Does sacrificing one sheep avail for the entire household?
In the Name of Allah, and may peace and blessings be upon our Master, the Messenger of Allah.
Offering an Udhiyah (sacrificial offering) is a communal Sunnah (Sunnah Kifayah) for members of the same household, provided that their financial maintenance is undertaken by a single provider. By "communal Sunnah," we mean that when one person performs it, the religious recommendation is fulfilled on behalf of the entire household, though the spiritual reward itself belongs uniquely to the one who offered it.
Therefore, if any member of the household performs the sacrifice—even if it is someone who is not legally responsible for the household's expenses, such as the wife or one of the children—the recommendation is fulfilled for everyone in that home. However, the reward does not automatically extend to the other members unless the person offering the sacrifice explicitly intends to share the reward with them—similar to how performing a funeral prayer (Janazah) fulfills the communal obligation for everyone, yet the specific reward is earned by those who actually prayed.
Additionally, a single sacrifice is sufficient for a man who is married to more than one wife. And Allah the Almighty Knows Best.
What is the expiation for perjury?
One who commits perjury should repent, seek Allah`s forgiveness and offer an expiation which is: feeding ten indigent persons, or clothing them, or giving a slave his freedom, but if that is beyond his means then, he should fast for three days. Allah, The Almighty, Says in this regard (What means): "Allah will not call you to account for what is futile in your oaths, but He will call you to account for your deliberate oaths: for expiation, feed ten indigent persons, on a scale of the average for the food of your families; or clothe them; or give a slave his freedom. If that is beyond your means, fast for three days. That is the expiation for the oaths ye have sworn. But keep to your oaths. Thus doth Allah make clear to you His signs, that ye may be grateful." [Al-Ma`idah/89].
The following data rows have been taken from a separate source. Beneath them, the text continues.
#[cfg(test)]
mod tests {
    use super::*;
    use crate::test_helpers::SequentialMockGateway;
    use ragline_core::error::GatewayError;
    use ragline_core::gateway::ChatRole;

    fn setup(
        gateway: SequentialMockGateway,
    ) -> (Arc<SequentialMockGateway>, Arc<ConversationMemory>, ResponsePipeline) {
        let gateway = Arc::new(gateway);
        let memory = Arc::new(ConversationMemory::new(16, 16));
        let pipeline =
            ResponsePipeline::new(gateway.clone(), memory.clone(), &AppConfig::default());
        (gateway, memory, pipeline)
    }

    // --- Conversation key derivation ---

    #[test]
    fn key_is_deterministic_for_identical_leading_content() {
        let a = vec![ConversationTurn::user("hello")];
        let b = vec![ConversationTurn::user("hello")];
        assert_eq!(conversation_key(&a), conversation_key(&b));
        assert!(conversation_key(&a).starts_with("conv_"));
    }

    #[test]
    fn key_ignores_turns_after_the_first_user_turn() {
        let short = vec![ConversationTurn::user("hello")];
        let long = vec![
            ConversationTurn::user("hello"),
            ConversationTurn::assistant("hi!"),
            ConversationTurn::user("more"),
        ];
        assert_eq!(conversation_key(&short), conversation_key(&long));
    }

    #[test]
    fn empty_history_is_a_new_conversation() {
        assert_eq!(conversation_key(&[]), "new_conversation");
    }

    #[test]
    fn all_assistant_history_is_a_new_conversation() {
        let history = vec![ConversationTurn::assistant("welcome!")];
        assert_eq!(conversation_key(&history), "new_conversation");
    }

    #[test]
    fn key_skips_leading_assistant_turns() {
        let history = vec![
            ConversationTurn::assistant("welcome!"),
            ConversationTurn::user("hello"),
        ];
        assert_eq!(
            conversation_key(&history),
            conversation_key(&[ConversationTurn::user("hello")])
        );
    }

    // --- End-to-end protocol ---

    #[tokio::test]
    async fn end_to_end_issues_two_calls_and_remembers_the_exchange() {
        let (gateway, memory, pipeline) =
            setup(SequentialMockGateway::texts(&["draft answer", "polished answer"]));

        let passages = vec!["Refunds are processed within 5 days.".to_string()];
        let result = pipeline
            .process_query("What is the refund policy?", &passages, &[])
            .await
            .unwrap();

        assert_eq!(gateway.call_count(), 2);
        assert_eq!(result.final_response, "polished answer");
        assert_eq!(result.first_stage_response, "draft answer");
        assert_eq!(result.context_used, passages);
        assert_eq!(result.conversation_key, "new_conversation");
        assert_eq!(result.stage_status.first_pass, StageOutcome::Completed);
        assert_eq!(result.stage_status.refinement, StageOutcome::Completed);

        let remembered = memory.exchanges("new_conversation").await;
        assert_eq!(remembered.len(), 1);
        assert_eq!(remembered[0].query, "What is the refund policy?");
        assert_eq!(remembered[0].final_response, "polished answer");
    }

    #[tokio::test]
    async fn stage_prompts_carry_the_context_blocks() {
        let (gateway, _memory, pipeline) =
            setup(SequentialMockGateway::texts(&["draft", "final"]));

        let passages = vec!["A".to_string(), "B".to_string()];
        let history = vec![
            ConversationTurn::user("earlier question"),
            ConversationTurn::assistant("earlier answer"),
        ];
        pipeline
            .process_query("now?", &passages, &history)
            .await
            .unwrap();

        let requests = gateway.requests();
        assert_eq!(requests.len(), 2);

        // Stage 1: system directive plus a user prompt holding both blocks.
        let first = &requests[0];
        assert_eq!(first.messages[0].role, ChatRole::System);
        assert!(first.messages[1].content.contains("A\n\nB"));
        assert!(first.messages[1].content.contains("user: earlier question"));
        assert!(first.messages[1].content.contains("User's question: now?"));
        assert!((first.temperature - 0.4).abs() < f32::EPSILON);
        assert_eq!(first.max_tokens, Some(400));

        // Stage 2: same blocks plus the draft, slightly cooler.
        let second = &requests[1];
        assert!(second.messages[1].content.contains("A\n\nB"));
        assert!(second.messages[1].content.contains("draft"));
        assert!(second.messages[1].content.contains("Original question: now?"));
        assert!((second.temperature - 0.3).abs() < f32::EPSILON);
    }

    #[tokio::test]
    async fn empty_context_reads_the_sentinel_to_both_stages() {
        let (gateway, _memory, pipeline) =
            setup(SequentialMockGateway::texts(&["draft", "final"]));

        pipeline.process_query("anything?", &[], &[]).await.unwrap();

        for request in gateway.requests() {
            assert!(request.messages[1]
                .content
                .contains("No relevant context found."));
        }
    }

    #[tokio::test]
    async fn first_pass_failure_aborts_before_any_memory_write() {
        let (gateway, memory, pipeline) = setup(SequentialMockGateway::new(vec![Err(
            GatewayError::BackendFailure("boom".into()),
        )]));

        let err = pipeline
            .process_query("q", &[], &[])
            .await
            .unwrap_err();

        assert!(matches!(err, PipelineError::FirstPassFailed(_)));
        assert_eq!(gateway.call_count(), 1);
        assert!(memory.exchanges("new_conversation").await.is_empty());
    }

    #[tokio::test]
    async fn refinement_failure_never_surfaces_the_draft() {
        let (gateway, memory, pipeline) = setup(SequentialMockGateway::text_then_failure(
            "secret draft",
            GatewayError::EmptyResponse,
        ));

        let history = vec![ConversationTurn::user("hello")];
        let key = conversation_key(&history);
        let err = pipeline
            .process_query("q", &[], &history)
            .await
            .unwrap_err();

        assert!(matches!(err, PipelineError::RefinementFailed(_)));
        assert_eq!(gateway.call_count(), 2);
        assert!(memory.exchanges(&key).await.is_empty());
    }

    #[tokio::test]
    async fn failed_query_leaves_existing_memory_untouched() {
        let gateway = Arc::new(SequentialMockGateway::new(vec![
            Ok(crate::test_helpers::make_result("draft")),
            Ok(crate::test_helpers::make_result("final")),
            Err(GatewayError::BackendFailure("down".into())),
        ]));
        let memory = Arc::new(ConversationMemory::new(16, 16));
        let pipeline =
            ResponsePipeline::new(gateway.clone(), memory.clone(), &AppConfig::default());

        let history = vec![ConversationTurn::user("hello")];
        let key = conversation_key(&history);

        pipeline.process_query("q1", &[], &history).await.unwrap();
        let before = memory.exchanges(&key).await;

        let err = pipeline.process_query("q2", &[], &history).await.unwrap_err();
        assert!(matches!(err, PipelineError::FirstPassFailed(_)));

        let after = memory.exchanges(&key).await;
        assert_eq!(before.len(), after.len());
        assert_eq!(before, after);
    }

    #[tokio::test]
    async fn fallback_policy_degrades_to_the_draft_and_records_it() {
        let gateway = Arc::new(SequentialMockGateway::text_then_failure(
            "draft answer",
            GatewayError::EmptyResponse,
        ));
        let memory = Arc::new(ConversationMemory::new(16, 16));
        let mut config = AppConfig::default();
        config.pipeline.on_refinement_failure = RefinementFailurePolicy::FallBackToFirstPass;
        let pipeline = ResponsePipeline::new(gateway.clone(), memory.clone(), &config);

        let result = pipeline.process_query("q", &[], &[]).await.unwrap();

        assert_eq!(result.final_response, "draft answer");
        assert_eq!(result.stage_status.refinement, StageOutcome::Failed);
        assert_eq!(memory.exchanges("new_conversation").await.len(), 1);
    }

    #[tokio::test]
    async fn pinned_model_reaches_the_gateway() {
        let gateway = Arc::new(SequentialMockGateway::texts(&["draft", "final"]));
        let memory = Arc::new(ConversationMemory::new(16, 16));
        let pipeline =
            ResponsePipeline::new(gateway.clone(), memory.clone(), &AppConfig::default())
                .with_model("llama3-70b-8192");

        pipeline.process_query("q", &[], &[]).await.unwrap();

        for request in gateway.requests() {
            assert_eq!(request.model.as_deref(), Some("llama3-70b-8192"));
        }
    }
}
What is the ruling of Islamic Law on a fictitious marriage for the purpose of obtaining citizenship?
All praise is due to Allah, and peace and blessings be upon our master the Messenger of Allah ﷺ.
There is no such thing in our noble sharīʿah as a "nominal" or "fictitious" marriage or divorce. Marriage and divorce are among the sacred ordinances of Allah, and it is not permissible to manipulate them or use them as a stratagem to obtain worldly gains.
The foundational purpose of a marriage contract is the permanence and continuity of the relationship between the spouses — to establish a family, and to bring forth righteous offspring. So sacred is this bond that Allah the Almighty Himself described it as a solemn covenant (mīthāq ghalīẓ), saying {what means}: "And if you wish to replace one wife with another and you have given one of them a great amount of wealth, do not take any of it back. Would you take it in injustice and manifest sin? And how could you take it while you have gone in unto each other and they have taken from you a solemn covenant?" [Al-Nisāʾ/ 20–21]
Accordingly, it is not permissible to resort to manipulation and deception in contracts that Allah, Mighty and Majestic, has described as a "solemn covenant" — all for the sake of material and worldly benefit. Marriage is built upon permanence and does not admit of a fixed time limit. If a time limit is stipulated in the contract, the contract is rendered invalid by the consensus of the jurists. Similarly, marriage is impermissible when there exists a mutual, concealed intention to limit its duration — even if no time limit is explicitly mentioned in the contract — for this constitutes a form of unlawful circumvention of the sharīʿah. This is to say nothing of the lying and deception that such conduct involves, the prohibition of which needs no elaboration. Lying, deception, and fraud for the purpose of obtaining worldly gains are among the gravest of sins.
If, however, the marriage contract is first concluded in a valid sharʿī manner and then registered civilly, it is sound and fully valid. And Allah the Almighty knows best.
What is required of one who doubts the number of rakʿāt during prayer?
All praise is due to Allah, and peace and blessings be upon our master the Messenger of Allah ﷺ.
If a person doubts the number of rakʿāt he has prayed, he should build upon the lesser number, as that is what he is certain of. He should then perform the prostration of forgetfulness (sujūd al-sahw) before the final salām at the end of the prayer. ʿAṭāʾ ibn Yasār narrated that the Messenger of Allah ﷺ said: "When any one of you is in doubt during his prayer and does not know whether he has prayed three rakʿāt or four, let him pray one more rakʿah and then perform two prostrations while seated before the salām. If the rakʿah he prayed was a fifth, these two prostrations will make it even; and if it was the fourth, then the two prostrations serve as a humiliation for the devil." (Reported by Abū Dāwūd.)
It is stated in al-Muqaddimah al-Ḥaḍramiyyah — one of the foundational texts of the Shāfiʿī school: "If one doubts whether he has prayed three rakʿāt or four, he is obliged to build upon the lesser number."
However, if such doubt recurs repeatedly and reaches the level of obsessive whispering (waswasah), he should not build upon the lesser number in that case — rather, he should build upon the greater number. And Allah the Almighty knows best.